- TASK BRIEF
Exactly as written, set down every entry once more.

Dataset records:
use criterion::{black_box, criterion_group, criterion_main, Criterion};
use geoguard::{
    ApiError, ApiGuard, CircuitBreaker, CircuitBreakerConfig, GuardConfig, RateLimiter,
    WindowLimits,
};

use std::time::Duration;

fn rate_limit_check_and_consume(c: &mut Criterion) {
    let limits = WindowLimits::new(u32::MAX, u32::MAX, u32::MAX, u32::MAX).unwrap();
    let limiter = RateLimiter::new(limits);

    c.bench_function("rate_limit_check_and_consume", |b| {
        b.iter(|| black_box(limiter.check_and_consume(black_box("geocode"), black_box("api-key"))));
    });
}

fn rate_limit_many_identifiers(c: &mut Criterion) {
    let limits = WindowLimits::new(10, 300, 5_000, 40_000).unwrap();
    let limiter = RateLimiter::new(limits);
    let identifiers: Vec<String> = (0..1_000).map(|i| format!("key-{i}")).collect();
    let mut next = 0usize;

    c.bench_function("rate_limit_1k_identifiers", |b| {
        b.iter(|| {
            next = (next + 1) % identifiers.len();
            black_box(limiter.check_and_consume("geocode", &identifiers[next]))
        });
    });
}

fn circuit_breaker_call_success(c: &mut Criterion) {
    let rt = tokio::runtime::Runtime::new().unwrap();
    let breaker = CircuitBreaker::new(CircuitBreakerConfig::default());

    c.bench_function("circuit_breaker_call_success", |b| {
        b.to_async(&rt).iter(|| async {
            let outcome = breaker.call("geocode", || async { Ok::<_, ApiError>(black_box(1)) }).await;
            black_box(outcome)
        });
    });
}

fn circuit_breaker_call_open(c: &mut Criterion) {
    let rt = tokio::runtime::Runtime::new().unwrap();
    let config = CircuitBreakerConfig::builder()
        .failure_threshold(1) // Open on first failure
        .recovery_timeout(Duration::from_secs(3_600))
        .build()
        .unwrap();
    let breaker = CircuitBreaker::new(config);
    rt.block_on(breaker.record_failure("geocode", &ApiError::status(503, "unavailable")));

    c.bench_function("circuit_breaker_call_open_fallback", |b| {
        b.to_async(&rt).iter(|| async {
            let outcome = breaker
                .call_with_fallback(
                    "geocode",
                    || async { Ok::<_, ApiError>(1) },
                    |_| async { Ok(black_box(0)) },
                )
                .await;
            black_box(outcome)
        });
    });
}

fn guard_execute(c: &mut Criterion) {
    let rt = tokio::runtime::Runtime::new().unwrap();
    let config = GuardConfig::builder()
        .per_second(u32::MAX)
        .per_minute(u32::MAX)
        .per_hour(u32::MAX)
        .per_day(u32::MAX)
        .build()
        .unwrap();
    let guard = ApiGuard::new(config);

    c.bench_function("guard_execute", |b| {
        b.to_async(&rt).iter(|| async {
            let outcome = guard
                .execute("geocode", "api-key", || async { Ok::<_, ApiError>(black_box(1)) })
                .await;
            black_box(outcome)
        });
    });
}

criterion_group!(
    benches,
    rate_limit_check_and_consume,
    rate_limit_many_identifiers,
    circuit_breaker_call_success,
    circuit_breaker_call_open,
    guard_execute
);
criterion_main!(benches);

- EXERCISE RESPONSE
use criterion::{black_box, criterion_group, criterion_main, Criterion};
use geoguard::{
    ApiError, ApiGuard, CircuitBreaker, CircuitBreakerConfig, GuardConfig, RateLimiter,
    WindowLimits,
};

use std::time::Duration;

fn rate_limit_check_and_consume(c: &mut Criterion) {
    let limits = WindowLimits::new(u32::MAX, u32::MAX, u32::MAX, u32::MAX).unwrap();
    let limiter = RateLimiter::new(limits);

    c.bench_function("rate_limit_check_and_consume", |b| {
        b.iter(|| black_box(limiter.check_and_consume(black_box("geocode"), black_box("api-key"))));
    });
}

fn rate_limit_many_identifiers(c: &mut Criterion) {
    let limits = WindowLimits::new(10, 300, 5_000, 40_000).unwrap();
    let limiter = RateLimiter::new(limits);
    let identifiers: Vec<String> = (0..1_000).map(|i| format!("key-{i}")).collect();
    let mut next = 0usize;

    c.bench_function("rate_limit_1k_identifiers", |b| {
        b.iter(|| {
            next = (next + 1) % identifiers.len();
            black_box(limiter.check_and_consume("geocode", &identifiers[next]))
        });
    });
}

fn circuit_breaker_call_success(c: &mut Criterion) {
    let rt = tokio::runtime::Runtime::new().unwrap();
    let breaker = CircuitBreaker::new(CircuitBreakerConfig::default());

    c.bench_function("circuit_breaker_call_success", |b| {
        b.to_async(&rt).iter(|| async {
            let outcome = breaker.call("geocode", || async { Ok::<_, ApiError>(black_box(1)) }).await;
            black_box(outcome)
        });
    });
}

fn circuit_breaker_call_open(c: &mut Criterion) {
    let rt = tokio::runtime::Runtime::new().unwrap();
    let config = CircuitBreakerConfig::builder()
        .failure_threshold(1) // Open on first failure
        .recovery_timeout(Duration::from_secs(3_600))
        .build()
        .unwrap();
    let breaker = CircuitBreaker::new(config);
    rt.block_on(breaker.record_failure("geocode", &ApiError::status(503, "unavailable")));

    c.bench_function("circuit_breaker_call_open_fallback", |b| {
        b.to_async(&rt).iter(|| async {
            let outcome = breaker
                .call_with_fallback(
                    "geocode",
                    || async { Ok::<_, ApiError>(1) },
                    |_| async { Ok(black_box(0)) },
                )
                .await;
            black_box(outcome)
        });
    });
}

fn guard_execute(c: &mut Criterion) {
    let rt = tokio::runtime::Runtime::new().unwrap();
    let config = GuardConfig::builder()
        .per_second(u32::MAX)
        .per_minute(u32::MAX)
        .per_hour(u32::MAX)
        .per_day(u32::MAX)
        .build()
        .unwrap();
    let guard = ApiGuard::new(config);

    c.bench_function("guard_execute", |b| {
        b.to_async(&rt).iter(|| async {
            let outcome = guard
                .execute("geocode", "api-key", || async { Ok::<_, ApiError>(black_box(1)) })
                .await;
            black_box(outcome)
        });
    });
}

criterion_group!(
    benches,
    rate_limit_check_and_consume,
    rate_limit_many_identifiers,
    circuit_breaker_call_success,
    circuit_breaker_call_open,
    guard_execute
);
criterion_main!(benches);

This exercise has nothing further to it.